Les efforts de cette association ont été partiellement récompensés, d’abord par le ralliement d’un quarteron d’universitaires informaticiens, enseignants d’une filière qui semble se tarir, puis par la création de l’enseignement de spécialité « Informatique et sciences du numérique », réservé aux seuls élèves de Terminale scientifique, où il est, voir les programmes, essentiellement question d’algorithmique et nullement question d’autres sciences du numérique que l’informatique.
Car le tour de passe-passe est là, dans l’ambiguïté créée par l’essor et la place prépondérante pris par le numérique dans la société. Ces messieurs les lobbyistes cherchent à nous démontrer, comme le lapin sort du chapeau, que numérique et informatique, c’est pareil, en omettant surtout d’évoquer les aspects profondément culturels et sociétaux du premier.
Hier encore, on pouvait lire sur un média en ligne les arguments et syllogismes plaintifs et particulièrement maladroits d’un trio d’universitaires informaticiens et mathématiciens.
J’avais promis que ce billet serait court. Je vais donc tenter, en quelques lignes, de résumer mon sentiment à ce propos :
Au collège et au lycée, l’enseignement de l’informatique ne semble pas utile, au-delà des enseignements de technologie au collège. Si l’enseignement optionnel peut persister en classe terminale, pas seulement en S d’ailleurs, il trouverait avantage à élargir pour de bon ses programmes à une initiation à toutes les sciences du numérique (automatismes, imagerie, graphisme et design, sécurité, cryptographie, modélisation, robotique, cybernétique, etc.) et pas seulement à l’informatique.
Convient-il d’enseigner le numérique ?
La réponse est oui mais c’est une question beaucoup plus compliquée.
Je le dis et répète, le numérique se comprend maintenant dans ses multiples facettes culturelles et sociétales. De ce point de vue, il a vocation à irriguer, à nourrir à terme tous les champs disciplinaires qui s’enrichiraient d’ailleurs des passerelles transversales ainsi dressées.
Cela dit, les professeurs sont très nombreux à n’être pas sensibilisés encore à des usages professionnels du numérique ni même à disposer eux-mêmes de la culture nécessaire à son enseignement. Seuls, peut-être, les professeurs documentalistes disposent des compétences techniques, culturelles et informationnelles pour pouvoir enseigner le numérique. J’ai déjà proposé qu’ils se saisissent de ce chantier.
Le plus tôt sera le mieux.
Qu’est-ce que ça veut dire, enseigner le numérique ?

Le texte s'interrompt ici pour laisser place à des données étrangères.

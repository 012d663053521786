// Audio module - CPAL backend, audio clock and click scheduling

pub mod dsp_utils;
pub mod engine;
pub mod format_conversion;
pub mod parameters;
pub mod timing;
pub mod trigger;

use crate::connection::status::DeviceStatus;
use thiserror::Error;

/// Audio error types
#[derive(Debug, Error)]
pub enum AudioError {
    #[error("No audio output device found")]
    NoDevice,

    #[error("Audio configuration error: {0}")]
    Config(String),

    #[error("Unsupported sample format: {0}. Supported formats: F32, I16, U16")]
    UnsupportedFormat(String),

    #[error("Error in stream creation: {0}")]
    BuildStream(String),

    #[error("Error in stream beginning: {0}")]
    PlayStream(String),

    #[error("Audio device is {0}")]
    DeviceUnavailable(DeviceStatus),

    #[error("Audio output unavailable")]
    ClockUnavailable,
}
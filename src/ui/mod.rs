// UI module - egui desktop front end

pub mod app;

pub use app::MetronomeApp;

L’école a pour mission de former de jeunes citoyens autonomes et responsables. Dans cette perspective, il convient de les former à une responsabilité numérique — plus d’ailleurs que d’enseigner une identité numérique, j’y reviendrai plus tard — afin de pouvoir appréhender et comprendre tous les enjeux du numérique, économiques, sociétaux, culturels, techniques, philosophiques, éthiques… Concernant l’informatique, par exemple, il semble important d’évoquer, toujours dans le but d’acquérir une citoyenneté numérique, ce qui concerne les formats, les licences et la compréhension des éléments du code.
Vous trouverez ci-dessous la conclusion d’un échange sur Twitter. Je suis en plein accord avec la réponse que me fait ce professeur documentaliste :
@michelguillou @rthibert @gtouze @lcedelle Les élèves ont plus besoin de comprendre les enjeux que de faire de l’informatique pure et dure.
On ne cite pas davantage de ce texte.